Charles D. Moloney, a 95-year-old World War II veteran, shakes the hand of Rep. Ted Yoho during a ceremony honoring Moloney's service during WWII at Camp Blanding Joint Training Center on Friday. Moloney enlisted in the U.S. Army on April 4,1942, and received six medals on Friday that he hadn't received after leaving the U.S. Army.

Seventy-five years after enlisting in the U.S. Army, Charles Moloney Sr. was honored for his service on Friday.

Moloney, a 95-year-old Gainesville resident who served as an airplane mechanic in World War II, joined the Army about four months after the attack on Pearl Harbor.

It was his duty as an American, he reasoned.

But it wasn’t until Friday that his five years in the Army — time spent in China, Burma and India — were officially recognized, with Rep. Ted Yoho handing him award after award, along with an American flag that had flown over the Capitol Building in Washington, D.C., during a ceremony in Starke, Florida.

“I get a little choked up when I think of the price these people paid for our liberties and freedoms,” said Yoho, a Republican serving North Central Florida’s congressional district. “It’s amazing that you have people willing to serve our nation in that capacity.”

About 50 service members, friends and family sat at the entrance of Camp Blanding in Starke, the site of the former Army base where Maloney enlisted in April 1942.

Maloney smiled as Yoho shook his hand.

In total, Moloney earned six awards: The Presidential Unit Citation, the Good Conduct Medal, Honorable Service Lapel Pin, the American Campaign Medal, Asiatic-Pacific Campaign Medal and the World War II Victory Medal.

Yoho said Moloney is one of the last World War II veterans from Camp Blanding.

When Yoho’s office contacted Moloney to tell him about the award ceremony, Moloney cried. He brought his family to the award ceremony, including his 3-month-old great-great-great-great grandson, Jordan.
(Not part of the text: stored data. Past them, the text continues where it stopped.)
//! Vector index construction, persistence and lookup.

use std::path::{Path, PathBuf};
use std::sync::Mutex;

use serde::{Deserialize, Serialize};
use strata_parse::{AiItem, ItemType, Lang};

use crate::BoxFuture;
use crate::error::CollaboratorError;

pub trait IndexBuilder: Send + Sync {
    fn initialize(&self, dimension: usize) -> BoxFuture<'_, Result<(), CollaboratorError>>;

    /// Append `vectors` at ordinals `start..start + vectors.len()`.
    fn add_vectors<'a>(
        &'a self,
        vectors: &'a [Vec<f32>],
        start: usize,
    ) -> BoxFuture<'a, Result<(), CollaboratorError>>;

    fn optimize(&self) -> BoxFuture<'_, Result<(), CollaboratorError>>;

    /// Persist the index and return its location.
    fn save(&self) -> BoxFuture<'_, Result<PathBuf, CollaboratorError>>;
}

/// Maps a vector ordinal back to the item it was computed from.
#[derive(Debug, Clone, PartialEq, Eq, Serialize, Deserialize)]
#[serde(rename_all = "camelCase")]
pub struct IndexEntry {
    pub vector_ordinal: usize,
    pub id: String,
    #[serde(rename = "type")]
    pub item_type: ItemType,
    pub language: Lang,
    pub file_path: String,
}

impl IndexEntry {
    #[must_use]
    pub fn new(vector_ordinal: usize, item: &AiItem) -> Self {
        Self {
            vector_ordinal,
            id: item.id.clone(),
            item_type: item.item_type,
            language: item.language,
            file_path: item.file_path.clone(),
        }
    }
}

/// Side-table file stored next to `index_path`.
#[must_use]
pub fn entries_path(index_path: &Path) -> PathBuf {
    let stem = index_path
        .file_stem()
        .map_or_else(|| "index".into(), |s| s.to_string_lossy().into_owned());
    index_path.with_file_name(format!("{stem}.entries.json"))
}

/// Read a side-table written by the indexing stage.
///
/// # Errors
///
/// Returns an error if the file cannot be read or parsed.
pub async fn load_entries(path: &Path) -> Result<Vec<IndexEntry>, CollaboratorError> {
    let bytes = tokio::fs::read(path).await?;
    Ok(serde_json::from_slice(&bytes)?)
}

/// On-disk form of a flat index.
#[derive(Debug, Clone, Default, PartialEq, Serialize, Deserialize)]
pub struct FlatIndex {
    pub dimension: usize,
    pub normalized: bool,
    pub vectors: Vec<Vec<f32>>,
}

impl FlatIndex {
    /// # Errors
    ///
    /// Returns an error if the file cannot be read or is not a flat index.
    pub async fn load(path: &Path) -> Result<Self, CollaboratorError> {
        let bytes = tokio::fs::read(path).await?;
        let index: Self = serde_json::from_slice(&bytes)?;
        if let Some(bad) = index.vectors.iter().find(|v| v.len() != index.dimension) {
            return Err(CollaboratorError::DimensionMismatch {
                expected: index.dimension,
                actual: bad.len(),
            });
        }
        Ok(index)
    }

    #[must_use]
    pub fn len(&self) -> usize {
        self.vectors.len()
    }

    #[must_use]
    pub fn is_empty(&self) -> bool {
        self.vectors.is_empty()
    }

    /// Top `k` `(ordinal, score)` pairs by cosine similarity, best first.
    /// Ties keep the lower ordinal first.
    ///
    /// # Errors
    ///
    /// Returns [`CollaboratorError::DimensionMismatch`] for a query of the wrong length.
    pub fn search(&self, query: &[f32], k: usize) -> Result<Vec<(usize, f32)>, CollaboratorError> {
        if query.len() != self.dimension {
            return Err(CollaboratorError::DimensionMismatch {
                expected: self.dimension,
                actual: query.len(),
            });
        }
        let mut scored: Vec<(usize, f32)> = self
            .vectors
            .iter()
            .enumerate()
            .map(|(i, v)| (i, cosine_similarity(query, v)))
            .collect();
        scored.sort_by(|a, b| b.1.total_cmp(&a.1).then(a.0.cmp(&b.0)));
        scored.truncate(k);
        Ok(scored)
    }
}

#[derive(Debug, Default)]
struct FlatState {
    dimension: Option<usize>,
    vectors: Vec<Vec<f32>>,
    normalized: bool,
}

/// Brute-force in-memory index saved as a single JSON file.
#[derive(Debug)]
pub struct FlatIndexBuilder {
    path: PathBuf,
    state: Mutex<FlatState>,
}

impl FlatIndexBuilder {
    #[must_use]
    pub fn new(path: impl Into<PathBuf>) -> Self {
        Self {
            path: path.into(),
            state: Mutex::new(FlatState::default()),
        }
    }

    #[must_use]
    pub fn path(&self) -> &Path {
        &self.path
    }

    fn with_state<T>(
        &self,
        f: impl FnOnce(&mut FlatState) -> Result<T, CollaboratorError>,
    ) -> Result<T, CollaboratorError> {
        let mut state = self
            .state
            .lock()
            .map_err(|e| CollaboratorError::Index(format!("index state poisoned: {e}")))?;
        f(&mut state)
    }
}

impl IndexBuilder for FlatIndexBuilder {
    fn initialize(&self, dimension: usize) -> BoxFuture<'_, Result<(), CollaboratorError>> {
        Box::pin(async move {
            if dimension == 0 {
                return Err(CollaboratorError::Index("dimension must be non-zero".into()));
            }
            self.with_state(|state| {
                *state = FlatState {
                    dimension: Some(dimension),
                    ..FlatState::default()
                };
                Ok(())
            })
        })
    }

    fn add_vectors<'a>(
        &'a self,
        vectors: &'a [Vec<f32>],
        start: usize,
    ) -> BoxFuture<'a, Result<(), CollaboratorError>> {
        Box::pin(async move {
            self.with_state(|state| {
                let dimension = state
                    .dimension
                    .ok_or_else(|| CollaboratorError::Index("index not initialized".into()))?;
                if start != state.vectors.len() {
                    return Err(CollaboratorError::Index(format!(
                        "non-contiguous insert at {start}, index holds {}",
                        state.vectors.len()
                    )));
                }
                if let Some(bad) = vectors.iter().find(|v| v.len() != dimension) {
                    return Err(CollaboratorError::DimensionMismatch {
                        expected: dimension,
                        actual: bad.len(),
                    });
                }
                state.vectors.extend_from_slice(vectors);
                state.normalized = false;
                Ok(())
            })
        })
    }

    fn optimize(&self) -> BoxFuture<'_, Result<(), CollaboratorError>> {
        Box::pin(async move {
            self.with_state(|state| {
                for v in &mut state.vectors {
                    normalize(v);
                }
                state.normalized = true;
                Ok(())
            })
        })
    }

    fn save(&self) -> BoxFuture<'_, Result<PathBuf, CollaboratorError>> {
        Box::pin(async move {
            let bytes = self.with_state(|state| {
                let dimension = state
                    .dimension
                    .ok_or_else(|| CollaboratorError::Index("index not initialized".into()))?;
                let index = FlatIndex {
                    dimension,
                    normalized: state.normalized,
                    vectors: state.vectors.clone(),
                };
                Ok(serde_json::to_vec(&index)?)
            })?;
            if let Some(parent) = self.path.parent()
                && !parent.as_os_str().is_empty()
            {
                tokio::fs::create_dir_all(parent).await?;
            }
            tokio::fs::write(&self.path, bytes).await?;
            tracing::debug!(path = %self.path.display(), "saved flat index");
            Ok(self.path.clone())
        })
    }
}

/// Cosine similarity; 0.0 when either vector has zero norm.
#[must_use]
pub fn cosine_similarity(a: &[f32], b: &[f32]) -> f32 {
    let dot: f32 = a.iter().zip(b).map(|(x, y)| x * y).sum();
    let norm_a: f32 = a.iter().map(|x| x * x).sum::<f32>().sqrt();
    let norm_b: f32 = b.iter().map(|x| x * x).sum::<f32>().sqrt();
    if norm_a == 0.0 || norm_b == 0.0 {
        return 0.0;
    }
    dot / (norm_a * norm_b)
}

fn normalize(v: &mut [f32]) {
    let norm = v.iter().map(|x| x * x).sum::<f32>().sqrt();
    if norm > 0.0 {
        for x in v.iter_mut() {
            *x /= norm;
        }
    }
}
After the ceremony, about 12 service members went up to shake Moloney’s hand and thank him for his service. Moloney proudly introduced them to Jordan, who was sitting on his lap, giving a toothless grin and bobbing his head around.

Col. Daniel Johnson, of the Florida Army National Guard, said the service members volunteered to attend the ceremony because they wanted the chance to meet a World War II veteran.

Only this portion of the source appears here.